Start of Record extracts

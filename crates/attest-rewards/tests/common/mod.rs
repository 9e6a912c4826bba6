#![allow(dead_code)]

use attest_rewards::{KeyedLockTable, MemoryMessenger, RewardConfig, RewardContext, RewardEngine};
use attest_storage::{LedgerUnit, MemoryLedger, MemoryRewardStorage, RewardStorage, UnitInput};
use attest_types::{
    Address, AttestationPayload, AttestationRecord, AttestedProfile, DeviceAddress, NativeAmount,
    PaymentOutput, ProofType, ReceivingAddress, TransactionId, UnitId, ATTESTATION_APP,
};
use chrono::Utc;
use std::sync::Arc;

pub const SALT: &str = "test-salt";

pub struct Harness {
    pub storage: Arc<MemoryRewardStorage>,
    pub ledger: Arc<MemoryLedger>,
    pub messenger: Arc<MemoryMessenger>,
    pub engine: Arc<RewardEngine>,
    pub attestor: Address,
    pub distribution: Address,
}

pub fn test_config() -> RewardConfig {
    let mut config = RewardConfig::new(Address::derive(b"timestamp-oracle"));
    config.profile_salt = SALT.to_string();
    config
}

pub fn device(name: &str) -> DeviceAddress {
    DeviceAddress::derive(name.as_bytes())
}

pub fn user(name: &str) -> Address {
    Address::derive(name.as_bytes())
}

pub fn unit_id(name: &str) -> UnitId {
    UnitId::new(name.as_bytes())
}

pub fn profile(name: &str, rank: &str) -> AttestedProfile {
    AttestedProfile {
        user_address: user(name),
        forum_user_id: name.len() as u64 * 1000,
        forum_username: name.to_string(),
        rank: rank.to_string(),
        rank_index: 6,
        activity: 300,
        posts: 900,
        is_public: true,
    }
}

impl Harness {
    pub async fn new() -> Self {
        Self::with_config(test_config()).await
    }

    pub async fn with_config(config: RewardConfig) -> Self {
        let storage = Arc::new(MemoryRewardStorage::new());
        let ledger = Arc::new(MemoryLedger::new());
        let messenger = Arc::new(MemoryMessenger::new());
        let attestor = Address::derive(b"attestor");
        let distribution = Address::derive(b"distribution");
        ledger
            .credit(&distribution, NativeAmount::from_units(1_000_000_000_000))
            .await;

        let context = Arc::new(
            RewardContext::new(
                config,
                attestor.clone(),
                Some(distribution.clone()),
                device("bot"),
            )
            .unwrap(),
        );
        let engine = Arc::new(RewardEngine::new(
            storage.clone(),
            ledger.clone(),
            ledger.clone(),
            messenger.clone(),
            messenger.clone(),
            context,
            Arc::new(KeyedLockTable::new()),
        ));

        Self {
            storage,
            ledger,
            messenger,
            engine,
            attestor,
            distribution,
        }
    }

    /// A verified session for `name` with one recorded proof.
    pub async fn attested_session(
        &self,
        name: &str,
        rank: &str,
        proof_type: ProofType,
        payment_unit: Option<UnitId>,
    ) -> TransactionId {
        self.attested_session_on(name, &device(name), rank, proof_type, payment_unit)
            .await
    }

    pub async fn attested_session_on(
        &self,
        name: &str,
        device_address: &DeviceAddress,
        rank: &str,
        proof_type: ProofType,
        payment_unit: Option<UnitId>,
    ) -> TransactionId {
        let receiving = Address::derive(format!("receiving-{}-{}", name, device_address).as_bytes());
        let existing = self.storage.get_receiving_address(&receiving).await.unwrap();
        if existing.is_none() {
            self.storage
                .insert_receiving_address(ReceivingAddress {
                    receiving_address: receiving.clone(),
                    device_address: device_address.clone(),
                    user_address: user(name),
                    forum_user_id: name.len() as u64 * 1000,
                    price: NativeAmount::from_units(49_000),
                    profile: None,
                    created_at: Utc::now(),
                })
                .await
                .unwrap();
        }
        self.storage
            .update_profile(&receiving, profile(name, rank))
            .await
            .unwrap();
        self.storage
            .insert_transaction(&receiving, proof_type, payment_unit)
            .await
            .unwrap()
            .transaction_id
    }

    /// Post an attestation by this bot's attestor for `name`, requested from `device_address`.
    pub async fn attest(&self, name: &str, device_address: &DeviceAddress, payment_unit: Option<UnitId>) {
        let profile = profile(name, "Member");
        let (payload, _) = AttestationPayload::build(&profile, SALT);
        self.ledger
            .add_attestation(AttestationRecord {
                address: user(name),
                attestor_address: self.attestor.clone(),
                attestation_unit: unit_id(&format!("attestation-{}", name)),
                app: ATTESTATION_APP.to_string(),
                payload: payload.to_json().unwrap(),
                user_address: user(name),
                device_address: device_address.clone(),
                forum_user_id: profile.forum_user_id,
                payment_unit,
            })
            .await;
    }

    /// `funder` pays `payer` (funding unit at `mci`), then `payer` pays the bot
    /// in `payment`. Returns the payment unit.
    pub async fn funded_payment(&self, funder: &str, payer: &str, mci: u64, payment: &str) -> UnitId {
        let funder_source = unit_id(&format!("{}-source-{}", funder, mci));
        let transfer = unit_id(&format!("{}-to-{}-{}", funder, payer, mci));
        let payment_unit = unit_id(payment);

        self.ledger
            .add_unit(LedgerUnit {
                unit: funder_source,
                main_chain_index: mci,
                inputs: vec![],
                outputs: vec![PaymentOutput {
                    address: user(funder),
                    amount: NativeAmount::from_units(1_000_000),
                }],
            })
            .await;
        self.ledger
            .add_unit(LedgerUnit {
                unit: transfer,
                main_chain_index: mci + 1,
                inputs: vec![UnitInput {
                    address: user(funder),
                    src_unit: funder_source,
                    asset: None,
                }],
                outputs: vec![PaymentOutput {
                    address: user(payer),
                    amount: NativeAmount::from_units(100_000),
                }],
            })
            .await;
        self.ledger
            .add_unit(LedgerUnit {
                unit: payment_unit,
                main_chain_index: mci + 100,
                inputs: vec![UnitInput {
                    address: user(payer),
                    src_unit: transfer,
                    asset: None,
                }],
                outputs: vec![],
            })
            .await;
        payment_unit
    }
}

End of Record extracts
Start of Record extracts

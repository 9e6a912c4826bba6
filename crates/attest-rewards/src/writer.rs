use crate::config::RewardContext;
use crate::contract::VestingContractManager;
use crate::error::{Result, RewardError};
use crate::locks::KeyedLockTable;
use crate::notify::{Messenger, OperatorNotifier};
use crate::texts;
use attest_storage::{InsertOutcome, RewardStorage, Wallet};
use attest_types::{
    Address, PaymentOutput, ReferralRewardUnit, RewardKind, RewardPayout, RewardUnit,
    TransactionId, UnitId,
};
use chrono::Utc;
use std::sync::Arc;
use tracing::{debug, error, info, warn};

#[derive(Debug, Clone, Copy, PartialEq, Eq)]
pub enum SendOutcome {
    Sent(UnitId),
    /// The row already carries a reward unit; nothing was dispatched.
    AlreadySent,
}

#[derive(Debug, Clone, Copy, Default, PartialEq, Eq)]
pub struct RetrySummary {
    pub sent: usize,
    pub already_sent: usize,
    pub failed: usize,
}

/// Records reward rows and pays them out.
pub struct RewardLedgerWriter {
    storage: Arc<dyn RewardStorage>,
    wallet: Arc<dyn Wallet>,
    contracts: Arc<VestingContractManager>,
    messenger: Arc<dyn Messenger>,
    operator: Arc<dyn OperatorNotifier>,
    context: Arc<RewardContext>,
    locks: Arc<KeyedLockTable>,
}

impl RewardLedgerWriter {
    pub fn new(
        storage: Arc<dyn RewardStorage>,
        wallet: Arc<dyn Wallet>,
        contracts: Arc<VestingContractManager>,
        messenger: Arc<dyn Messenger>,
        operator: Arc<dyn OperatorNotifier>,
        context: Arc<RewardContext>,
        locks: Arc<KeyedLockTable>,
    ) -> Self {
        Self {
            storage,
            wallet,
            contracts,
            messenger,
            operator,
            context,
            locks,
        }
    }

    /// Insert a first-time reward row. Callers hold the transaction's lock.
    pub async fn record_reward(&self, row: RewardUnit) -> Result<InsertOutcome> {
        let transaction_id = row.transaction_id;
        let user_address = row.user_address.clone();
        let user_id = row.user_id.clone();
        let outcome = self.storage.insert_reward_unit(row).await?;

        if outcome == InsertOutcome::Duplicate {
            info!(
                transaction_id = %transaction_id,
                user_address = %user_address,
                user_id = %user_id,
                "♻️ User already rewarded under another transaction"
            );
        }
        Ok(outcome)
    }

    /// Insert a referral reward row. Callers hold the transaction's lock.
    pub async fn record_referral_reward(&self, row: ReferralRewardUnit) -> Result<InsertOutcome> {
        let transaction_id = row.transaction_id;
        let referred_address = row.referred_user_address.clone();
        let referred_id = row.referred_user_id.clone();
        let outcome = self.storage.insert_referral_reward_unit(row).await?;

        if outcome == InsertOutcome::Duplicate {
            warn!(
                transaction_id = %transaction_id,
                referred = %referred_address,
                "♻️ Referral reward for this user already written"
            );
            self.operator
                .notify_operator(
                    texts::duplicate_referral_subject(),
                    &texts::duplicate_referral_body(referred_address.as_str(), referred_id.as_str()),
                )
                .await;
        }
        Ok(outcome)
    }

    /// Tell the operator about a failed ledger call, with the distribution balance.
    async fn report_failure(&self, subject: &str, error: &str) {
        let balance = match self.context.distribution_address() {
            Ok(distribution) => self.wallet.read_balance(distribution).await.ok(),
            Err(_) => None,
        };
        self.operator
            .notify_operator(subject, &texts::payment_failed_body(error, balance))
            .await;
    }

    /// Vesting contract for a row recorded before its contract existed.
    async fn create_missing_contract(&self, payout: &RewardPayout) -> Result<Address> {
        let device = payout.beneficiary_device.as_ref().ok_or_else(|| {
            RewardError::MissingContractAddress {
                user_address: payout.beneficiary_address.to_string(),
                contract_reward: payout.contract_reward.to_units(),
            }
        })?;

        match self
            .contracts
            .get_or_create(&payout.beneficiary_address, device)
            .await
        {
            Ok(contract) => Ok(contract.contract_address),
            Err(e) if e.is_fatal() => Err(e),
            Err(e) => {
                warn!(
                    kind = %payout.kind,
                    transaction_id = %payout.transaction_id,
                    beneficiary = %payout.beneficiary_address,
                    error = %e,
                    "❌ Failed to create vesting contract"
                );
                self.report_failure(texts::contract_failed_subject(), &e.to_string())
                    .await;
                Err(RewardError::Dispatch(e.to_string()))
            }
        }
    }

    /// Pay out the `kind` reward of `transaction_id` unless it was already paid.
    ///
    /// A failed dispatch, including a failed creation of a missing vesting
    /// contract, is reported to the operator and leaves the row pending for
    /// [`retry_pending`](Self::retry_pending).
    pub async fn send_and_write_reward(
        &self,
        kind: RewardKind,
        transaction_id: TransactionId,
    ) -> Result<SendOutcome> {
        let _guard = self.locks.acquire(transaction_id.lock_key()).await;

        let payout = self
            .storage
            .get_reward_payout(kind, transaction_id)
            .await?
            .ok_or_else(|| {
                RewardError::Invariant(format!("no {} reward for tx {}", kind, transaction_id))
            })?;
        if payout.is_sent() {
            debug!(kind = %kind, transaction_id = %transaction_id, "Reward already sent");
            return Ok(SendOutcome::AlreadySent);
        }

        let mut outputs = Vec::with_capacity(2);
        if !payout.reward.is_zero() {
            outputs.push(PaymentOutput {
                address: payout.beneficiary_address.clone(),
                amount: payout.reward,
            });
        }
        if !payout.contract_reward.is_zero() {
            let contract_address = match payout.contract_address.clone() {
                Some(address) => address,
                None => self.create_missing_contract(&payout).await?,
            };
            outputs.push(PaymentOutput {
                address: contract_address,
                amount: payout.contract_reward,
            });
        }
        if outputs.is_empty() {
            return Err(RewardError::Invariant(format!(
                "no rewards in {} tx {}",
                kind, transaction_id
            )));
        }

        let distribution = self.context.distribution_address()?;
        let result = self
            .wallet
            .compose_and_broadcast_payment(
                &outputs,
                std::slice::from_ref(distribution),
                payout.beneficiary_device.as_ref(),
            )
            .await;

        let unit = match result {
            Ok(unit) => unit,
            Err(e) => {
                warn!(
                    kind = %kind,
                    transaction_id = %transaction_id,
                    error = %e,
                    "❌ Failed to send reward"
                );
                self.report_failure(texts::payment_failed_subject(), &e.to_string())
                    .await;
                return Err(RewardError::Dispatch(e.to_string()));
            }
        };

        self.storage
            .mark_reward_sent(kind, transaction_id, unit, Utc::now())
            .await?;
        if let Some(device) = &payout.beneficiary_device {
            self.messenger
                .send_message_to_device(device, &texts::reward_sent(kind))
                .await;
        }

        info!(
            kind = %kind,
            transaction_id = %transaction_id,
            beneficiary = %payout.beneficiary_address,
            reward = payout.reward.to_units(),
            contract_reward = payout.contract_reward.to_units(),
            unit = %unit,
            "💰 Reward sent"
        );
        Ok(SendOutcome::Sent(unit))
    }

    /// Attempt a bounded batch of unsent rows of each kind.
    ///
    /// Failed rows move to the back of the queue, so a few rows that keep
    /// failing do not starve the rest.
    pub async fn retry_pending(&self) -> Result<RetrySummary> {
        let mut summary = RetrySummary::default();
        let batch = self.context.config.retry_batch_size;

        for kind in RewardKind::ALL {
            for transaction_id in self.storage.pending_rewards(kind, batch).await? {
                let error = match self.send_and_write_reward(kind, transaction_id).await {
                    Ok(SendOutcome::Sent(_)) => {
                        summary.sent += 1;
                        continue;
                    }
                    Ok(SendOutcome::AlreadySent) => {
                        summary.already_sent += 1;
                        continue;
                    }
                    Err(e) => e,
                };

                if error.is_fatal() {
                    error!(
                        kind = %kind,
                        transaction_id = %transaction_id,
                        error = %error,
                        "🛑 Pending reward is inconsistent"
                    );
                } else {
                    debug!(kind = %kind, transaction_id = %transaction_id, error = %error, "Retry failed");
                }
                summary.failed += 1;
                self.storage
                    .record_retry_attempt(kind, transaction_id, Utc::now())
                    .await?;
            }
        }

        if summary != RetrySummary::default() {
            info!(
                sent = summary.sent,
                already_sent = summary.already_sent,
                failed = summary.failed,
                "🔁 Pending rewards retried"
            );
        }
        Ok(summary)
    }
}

End of Record extracts

Task description:
Would you retype exactly the lines above, from the line with "pays the bot" to the line with "let payment_unit = unit_id(payment);", with both end lines kept and nothing more?

Your solution:
    /// `funder` pays `payer` (funding unit at `mci`), then `payer` pays the bot
    /// in `payment`. Returns the payment unit.
    pub async fn funded_payment(&self, funder: &str, payer: &str, mci: u64, payment: &str) -> UnitId {
        let funder_source = unit_id(&format!("{}-source-{}", funder, mci));
        let transfer = unit_id(&format!("{}-to-{}-{}", funder, payer, mci));
        let payment_unit = unit_id(payment);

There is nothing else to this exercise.